Last month Grant Schapps MP told then Sunday Telegraph that the BBC’s £3.6bn licence fee income should be cut if it cannot become more transparent. And he accused the BBC of lack of balance, singling out home affairs editor Mark Easton for particular criticism. He accused
Patten told the New Statesman: “We were appearing in front of a select committee the other day … I said what had surprised me during my period as chairman of the Trust was on the whole the lack of political pressure from anybody.
“And then just to make it look as though I was a cloth head, the chairman of the Conservative Party launched himself into an exceptionally ill-judged attack on the BBC.
"The chairmen of the Conservative Party invariably have a bash at the BBC in the run-up to elections. I have to say to my eternal shame I did the same. But what was odd was publicly linking an attack on a journalist with the BBC as whole and the licence fee."

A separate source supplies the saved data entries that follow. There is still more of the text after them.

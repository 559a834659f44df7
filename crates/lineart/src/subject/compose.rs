//! Hard-cutover compositing of subject line art over background line art.

use image::{GrayImage, RgbaImage};

use crate::api::{ensure_not_empty, LineArtError};

use super::bbox::BoundingBox;

/// Overlay `subject` onto a copy of `background` wherever the mask marks
/// subject.
///
/// - `mask` may have any resolution; it is sampled proportionally
///   (nearest neighbor) over the background.
/// - `placement` is where the subject image lands in background
///   coordinates; the subject is stretched nearest-neighbor to fill it.
/// - A background pixel is replaced when its mask sample is strictly
///   greater than `membership` and it lies inside `placement`.
///
/// Pixels are copied, never blended.
///
/// # Example
///
/// ```
/// use image::{GrayImage, Luma, Rgba, RgbaImage};
/// use lineart::{composite_subject, BoundingBox};
///
/// let background = RgbaImage::from_pixel(4, 4, Rgba([255, 255, 255, 255]));
/// let subject = RgbaImage::from_pixel(4, 4, Rgba([0, 0, 0, 255]));
/// let mask = GrayImage::from_fn(4, 4, |x, _| Luma([if x < 2 { 255 } else { 0 }]));
///
/// let out = composite_subject(&background, &subject, &mask, BoundingBox::full(4, 4), 128).unwrap();
/// assert_eq!(out.get_pixel(0, 0).0, [0, 0, 0, 255]);
/// assert_eq!(out.get_pixel(3, 0).0, [255, 255, 255, 255]);
/// ```
pub fn composite_subject(
    background: &RgbaImage,
    subject: &RgbaImage,
    mask: &GrayImage,
    placement: BoundingBox,
    membership: u8,
) -> Result<RgbaImage, LineArtError> {
    ensure_not_empty(background.width(), background.height())?;
    ensure_not_empty(subject.width(), subject.height())?;
    ensure_not_empty(mask.width(), mask.height())?;

    let (bw, bh) = background.dimensions();
    let (mw, mh) = mask.dimensions();
    let (sw, sh) = subject.dimensions();
    let placement = placement.clamp_to(bw, bh);

    let mut out = background.clone();
    if placement.is_empty() {
        return Ok(out);
    }

    for y in placement.y..placement.bottom() {
        let my = (y as u64 * mh as u64 / bh as u64) as u32;
        let sy = ((y - placement.y) as u64 * sh as u64 / placement.height as u64) as u32;
        for x in placement.x..placement.right() {
            let mx = (x as u64 * mw as u64 / bw as u64) as u32;
            if mask.get_pixel(mx, my).0[0] <= membership {
                continue;
            }
            let sx = ((x - placement.x) as u64 * sw as u64 / placement.width as u64) as u32;
            out.put_pixel(x, y, *subject.get_pixel(sx, sy));
        }
    }

    Ok(out)
}
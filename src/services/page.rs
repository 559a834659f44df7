//! A coloring page editing session.
//!
//! Owns the immutable outline layer, its wall map, the mutable color layer
//! and stroke list, and the bounded history. All edits go through
//! `&mut self`, so exactly one fill, undo or redo runs at a time.

use image::{Rgba, RgbaImage};
use std::sync::Arc;

use super::fill::{flood_fill, FillDiff, WallMap, WallPolicy};
use super::history::{
    AppliedEdit, EditAction, History, PaintLayers, StrokeEdit, DEFAULT_HISTORY_DEPTH,
};
use crate::error::{FillError, RenderError};
use crate::models::{ColorLayerMode, Stroke, StrokePoint};
use crate::rendering::{composite, decode_rgba, encode_png, flatten_color, optimize_png};

/// Largest accepted outline edge by default
pub const DEFAULT_MAX_DIMENSION: u32 = 2048;

#[derive(Debug, Clone, Copy, PartialEq)]
pub struct PageOptions {
    pub wall: WallPolicy,
    pub history_depth: usize,
    pub max_dimension: u32,
    pub color_layer: ColorLayerMode,
    pub optimize_png: bool,
}

impl Default for PageOptions {
    fn default() -> Self {
        Self {
            wall: WallPolicy::default(),
            history_depth: DEFAULT_HISTORY_DEPTH,
            max_dimension: DEFAULT_MAX_DIMENSION,
            color_layer: ColorLayerMode::Transparent,
            optimize_png: false,
        }
    }
}

pub struct ColoringPage {
    outline: RgbaImage,
    walls: WallMap,
    layers: PaintLayers,
    active: Option<Stroke>,
    history: History,
    options: PageOptions,
}

impl ColoringPage {
    /// Start a page over `outline` with a fresh color layer.
    pub fn new(outline: RgbaImage, options: PageOptions) -> Result<Self, RenderError> {
        check_dimensions(outline.width(), outline.height(), options.max_dimension)?;
        let initial = match options.color_layer {
            ColorLayerMode::Transparent => Rgba([0, 0, 0, 0]),
            ColorLayerMode::White => Rgba([255, 255, 255, 255]),
        };
        let color = RgbaImage::from_pixel(outline.width(), outline.height(), initial);
        Self::with_color_layer(outline, color, options)
    }

    /// Resume a page with a previously saved color layer.
    pub fn with_color_layer(
        outline: RgbaImage,
        color: RgbaImage,
        options: PageOptions,
    ) -> Result<Self, RenderError> {
        let (width, height) = outline.dimensions();
        check_dimensions(width, height, options.max_dimension)?;
        if color.dimensions() != (width, height) {
            return Err(RenderError::DimensionMismatch {
                expected_width: width,
                expected_height: height,
                width: color.width(),
                height: color.height(),
            });
        }

        let walls = WallMap::from_outline(&outline, options.wall);
        tracing::info!(
            width,
            height,
            walls = walls.wall_count(),
            wall_threshold = options.wall.threshold,
            "Created coloring page"
        );

        Ok(Self {
            outline,
            walls,
            layers: PaintLayers {
                color,
                strokes: Vec::new(),
            },
            active: None,
            history: History::new(options.history_depth),
            options,
        })
    }

    /// Load a page from encoded outline bytes and optional saved color
    /// layer bytes.
    pub fn from_png(
        outline: &[u8],
        color: Option<&[u8]>,
        options: PageOptions,
    ) -> Result<Self, RenderError> {
        let outline = decode_rgba(outline)?;
        match color {
            Some(bytes) => Self::with_color_layer(outline, decode_rgba(bytes)?, options),
            None => Self::new(outline, options),
        }
    }

    /// Fill the region under `(x, y)` and record it for undo.
    pub fn fill(&mut self, x: u32, y: u32, color: Rgba<u8>) -> Result<Arc<FillDiff>, FillError> {
        match flood_fill(&self.walls, &mut self.layers.color, x, y, color) {
            Ok(diff) => {
                let diff = Arc::new(diff);
                tracing::debug!(seed = ?(x, y), changed = diff.len(), "Filled region");
                self.history.record(EditAction::Fill(diff.clone()));
                Ok(diff)
            }
            Err(e) => {
                tracing::debug!(seed = ?(x, y), %e, "Fill made no change");
                Err(e)
            }
        }
    }

    /// Undo the newest edit; `None` when there is nothing to undo.
    ///
    /// A stroke in progress is committed first and is what gets undone.
    pub fn undo(&mut self) -> Option<AppliedEdit> {
        self.end_stroke();
        match self.history.undo(&mut self.layers) {
            Ok(applied) => {
                tracing::debug!(kind = ?applied.kind, depth = self.history.undo_depth(), "Undo");
                Some(applied)
            }
            Err(e) => {
                tracing::debug!(%e, "Undo ignored");
                None
            }
        }
    }

    /// Redo the newest undone edit; `None` when there is nothing to redo.
    ///
    /// A stroke in progress is committed first, which is a new edit and so
    /// discards the redo stack.
    pub fn redo(&mut self) -> Option<AppliedEdit> {
        self.end_stroke();
        match self.history.redo(&mut self.layers) {
            Ok(applied) => {
                tracing::debug!(kind = ?applied.kind, depth = self.history.undo_depth(), "Redo");
                Some(applied)
            }
            Err(e) => {
                tracing::debug!(%e, "Redo ignored");
                None
            }
        }
    }

    /// Start a freehand stroke, committing any stroke still in progress.
    pub fn begin_stroke(&mut self, point: StrokePoint, color: Rgba<u8>, width: f32) {
        self.end_stroke();
        self.active = Some(Stroke::new(point, color, width));
    }

    /// Extend the stroke in progress. Returns `false` if there is none.
    pub fn extend_stroke(&mut self, point: StrokePoint) -> bool {
        match self.active.as_mut() {
            Some(stroke) => {
                stroke.push(point);
                true
            }
            None => false,
        }
    }

    /// Commit the stroke in progress. Returns `false` if there was none.
    pub fn end_stroke(&mut self) -> bool {
        let Some(stroke) = self.active.take() else {
            return false;
        };
        tracing::debug!(points = stroke.points.len(), width = stroke.width, "Stroke committed");
        let before = self.layers.strokes.clone();
        self.layers.strokes.push(stroke);
        self.history.record(EditAction::Strokes {
            kind: StrokeEdit::Draw,
            before,
            after: self.layers.strokes.clone(),
        });
        true
    }

    /// Remove every stroke as one undoable edit. Returns `false` (and
    /// records nothing) when there were no strokes.
    pub fn clear_strokes(&mut self) -> bool {
        self.end_stroke();
        if self.layers.strokes.is_empty() {
            return false;
        }
        let before = std::mem::take(&mut self.layers.strokes);
        tracing::debug!(cleared = before.len(), "Cleared strokes");
        self.history.record(EditAction::Strokes {
            kind: StrokeEdit::ClearAll,
            before,
            after: Vec::new(),
        });
        true
    }

    /// Composite of the page as shown, including any stroke in progress.
    pub fn render(&self) -> Result<RgbaImage, RenderError> {
        match &self.active {
            Some(active) => {
                let mut strokes = self.layers.strokes.clone();
                strokes.push(active.clone());
                composite(&self.layers.color, &self.outline, &strokes)
            }
            None => composite(&self.layers.color, &self.outline, &self.layers.strokes),
        }
    }

    pub fn render_png(&self) -> Result<Vec<u8>, RenderError> {
        self.encode(&self.render()?)
    }

    /// The color layer alone, for persistence.
    pub fn color_layer_png(&self) -> Result<Vec<u8>, RenderError> {
        self.encode(&self.layers.color)
    }

    /// Bake strokes into the color layer and drop history. The composite
    /// is unchanged.
    pub fn finalize(&mut self) -> Result<(), RenderError> {
        self.end_stroke();
        if !self.layers.strokes.is_empty() {
            self.layers.color = flatten_color(&self.layers.color, &self.layers.strokes)?;
            self.layers.strokes.clear();
        }
        self.history.clear();
        tracing::info!(width = self.width(), height = self.height(), "Finalized page");
        Ok(())
    }

    fn encode(&self, image: &RgbaImage) -> Result<Vec<u8>, RenderError> {
        let png = encode_png(image)?;
        Ok(if self.options.optimize_png {
            optimize_png(png)
        } else {
            png
        })
    }

    #[inline]
    pub fn width(&self) -> u32 {
        self.outline.width()
    }

    #[inline]
    pub fn height(&self) -> u32 {
        self.outline.height()
    }

    pub fn outline(&self) -> &RgbaImage {
        &self.outline
    }

    pub fn color_layer(&self) -> &RgbaImage {
        &self.layers.color
    }

    pub fn strokes(&self) -> &[Stroke] {
        &self.layers.strokes
    }

    pub fn active_stroke(&self) -> Option<&Stroke> {
        self.active.as_ref()
    }

    pub fn walls(&self) -> &WallMap {
        &self.walls
    }

    pub fn history(&self) -> &History {
        &self.history
    }

    pub fn options(&self) -> &PageOptions {
        &self.options
    }
}

fn check_dimensions(width: u32, height: u32, max: u32) -> Result<(), RenderError> {
    if width == 0 || height == 0 || width > max || height > max {
        return Err(RenderError::UnsupportedDimensions { width, height });
    }
    Ok(())
}
//! Photo ingestion: preprocessing and subject compositing.
//!
//! Everything here is CPU-bound. The `*_in_background` variants run the
//! same work on tokio's blocking pool; dropping their future discards the
//! result without touching any page.

use image::RgbaImage;
use lineart::{
    composite_subject, detect_subject, BoundingBox, LineArtOptions, LineArtPreprocessor,
    SubjectOptions,
};

use crate::error::IngestError;
use crate::models::EngineConfig;
use crate::rendering::{decode_rgba, encode_gray_png, encode_png, optimize_png};

/// Output of the subject extraction step.
#[derive(Debug, Clone)]
pub struct SubjectExtraction {
    /// Binary saliency mask at detector resolution (255 = subject)
    pub mask: image::GrayImage,
    /// Subject bounds in photo coordinates
    pub bounds: BoundingBox,
    /// Cropped subject, PNG encoded
    pub subject_png: Vec<u8>,
    pub found: bool,
    pub photo_width: u32,
    pub photo_height: u32,
}

#[derive(Clone)]
pub struct IngestService {
    line_art: LineArtOptions,
    subject: SubjectOptions,
    optimize_png: bool,
}

impl IngestService {
    pub fn new(config: &EngineConfig) -> Self {
        Self {
            line_art: config.line_art_options(),
            subject: config.subject_options(),
            optimize_png: config.export.optimize_png,
        }
    }

    pub fn with_options(line_art: LineArtOptions, subject: SubjectOptions) -> Self {
        Self {
            line_art,
            subject,
            optimize_png: false,
        }
    }

    /// Convert a photo into a black-on-white outline PNG.
    ///
    /// Decode failures are surfaced; the caller has nothing to fall back to.
    pub fn preprocess(&self, photo: &[u8], strength: u8) -> Result<Vec<u8>, IngestError> {
        let photo = decode_rgba(photo)?;
        let options = self.line_art.clone().strength(strength);
        let staged = LineArtPreprocessor::new(options).run_staged(&photo)?;

        tracing::info!(
            input = ?photo.dimensions(),
            output = ?(staged.line_art.width(), staged.line_art.height()),
            strength,
            threshold = staged.threshold,
            inverted = staged.inverted,
            line_pixels = staged.line_art.count(),
            "Preprocessed photo"
        );

        let gray = staged.line_art.to_gray(0, 255);
        Ok(self.finish(encode_gray_png(&gray)?))
    }

    /// [`preprocess`](Self::preprocess) at the configured default strength.
    pub fn preprocess_default(&self, photo: &[u8]) -> Result<Vec<u8>, IngestError> {
        self.preprocess(photo, self.line_art.strength)
    }

    /// Locate the photo's subject and crop it out for separate generation.
    pub fn extract_subject(&self, photo: &[u8]) -> Result<SubjectExtraction, IngestError> {
        let photo = decode_rgba(photo)?;
        let detection = detect_subject(&photo, &self.subject)?;
        let bounds = detection.bounds_for(photo.width(), photo.height());
        let subject_png = self.finish(encode_png(&detection.crop(&photo))?);

        tracing::info!(
            found = detection.found,
            x = bounds.x,
            y = bounds.y,
            width = bounds.width,
            height = bounds.height,
            "Extracted subject"
        );

        Ok(SubjectExtraction {
            mask: detection.mask,
            bounds,
            subject_png,
            found: detection.found,
            photo_width: photo.width(),
            photo_height: photo.height(),
        })
    }

    /// Paste subject line art over background line art along a previously
    /// extracted mask.
    pub fn compose_with(
        &self,
        extraction: &SubjectExtraction,
        background: &[u8],
        subject: &[u8],
    ) -> Result<Vec<u8>, IngestError> {
        let background = decode_rgba(background)?;
        let subject = decode_rgba(subject)?;
        let composed = self.compose_decoded(extraction, &background, &subject)?;
        Ok(self.finish(encode_png(&composed)?))
    }

    /// Detect the subject in `photo` and composite `subject` line art over
    /// `background` line art.
    ///
    /// Only an undecodable background is an error. Any other failure logs a
    /// warning and returns the background bytes unchanged.
    pub fn mask_and_composite(
        &self,
        photo: &[u8],
        background: &[u8],
        subject: &[u8],
    ) -> Result<Vec<u8>, IngestError> {
        let background_image = decode_rgba(background)?;

        let composed = self.extract_subject(photo).and_then(|extraction| {
            let subject = decode_rgba(subject)?;
            self.compose_decoded(&extraction, &background_image, &subject)
        });

        match composed {
            Ok(image) => Ok(self.finish(encode_png(&image)?)),
            Err(e) => {
                tracing::warn!(%e, "Subject compositing failed, keeping background");
                Ok(background.to_vec())
            }
        }
    }

    fn compose_decoded(
        &self,
        extraction: &SubjectExtraction,
        background: &RgbaImage,
        subject: &RgbaImage,
    ) -> Result<RgbaImage, IngestError> {
        let (width, height) = background.dimensions();
        let placement = extraction.bounds.scale(
            (extraction.photo_width, extraction.photo_height),
            (width, height),
        );
        Ok(composite_subject(
            background,
            subject,
            &extraction.mask,
            placement,
            self.subject.membership_threshold,
        )?)
    }

    fn finish(&self, png: Vec<u8>) -> Vec<u8> {
        if self.optimize_png {
            optimize_png(png)
        } else {
            png
        }
    }

    pub async fn preprocess_in_background(
        &self,
        photo: Vec<u8>,
        strength: u8,
    ) -> Result<Vec<u8>, IngestError> {
        let service = self.clone();
        tokio::task::spawn_blocking(move || service.preprocess(&photo, strength))
            .await
            .map_err(|e| IngestError::Worker(format!("Preprocess task failed: {e}")))?
    }

    pub async fn preprocess_default_in_background(
        &self,
        photo: Vec<u8>,
    ) -> Result<Vec<u8>, IngestError> {
        let service = self.clone();
        tokio::task::spawn_blocking(move || service.preprocess_default(&photo))
            .await
            .map_err(|e| IngestError::Worker(format!("Preprocess task failed: {e}")))?
    }

    pub async fn extract_subject_in_background(
        &self,
        photo: Vec<u8>,
    ) -> Result<SubjectExtraction, IngestError> {
        let service = self.clone();
        tokio::task::spawn_blocking(move || service.extract_subject(&photo))
            .await
            .map_err(|e| IngestError::Worker(format!("Subject task failed: {e}")))?
    }

    pub async fn mask_and_composite_in_background(
        &self,
        photo: Vec<u8>,
        background: Vec<u8>,
        subject: Vec<u8>,
    ) -> Result<Vec<u8>, IngestError> {
        let service = self.clone();
        tokio::task::spawn_blocking(move || {
            service.mask_and_composite(&photo, &background, &subject)
        })
        .await
        .map_err(|e| IngestError::Worker(format!("Composite task failed: {e}")))?
    }
}

impl Default for IngestService {
    fn default() -> Self {
        Self::new(&EngineConfig::default())
    }
}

Patten accepted that the BBC had mishandled the issue of executive pay-offs, but added: "I was thinking the other day that in some newspapers the BBC gets bashed more than President Assad. It's extraordinary.”
He added: “If you then look at a period of seven years from 2006 to 2013, people who left and were paid more than they were contractually entitled, that totalled £6.8 million, which is about what you'd have to pay to televise a football match.
"This is not the most outrageous example I can think of mortal sin. . . But it was wrong. And it stopped. And it won't happen again."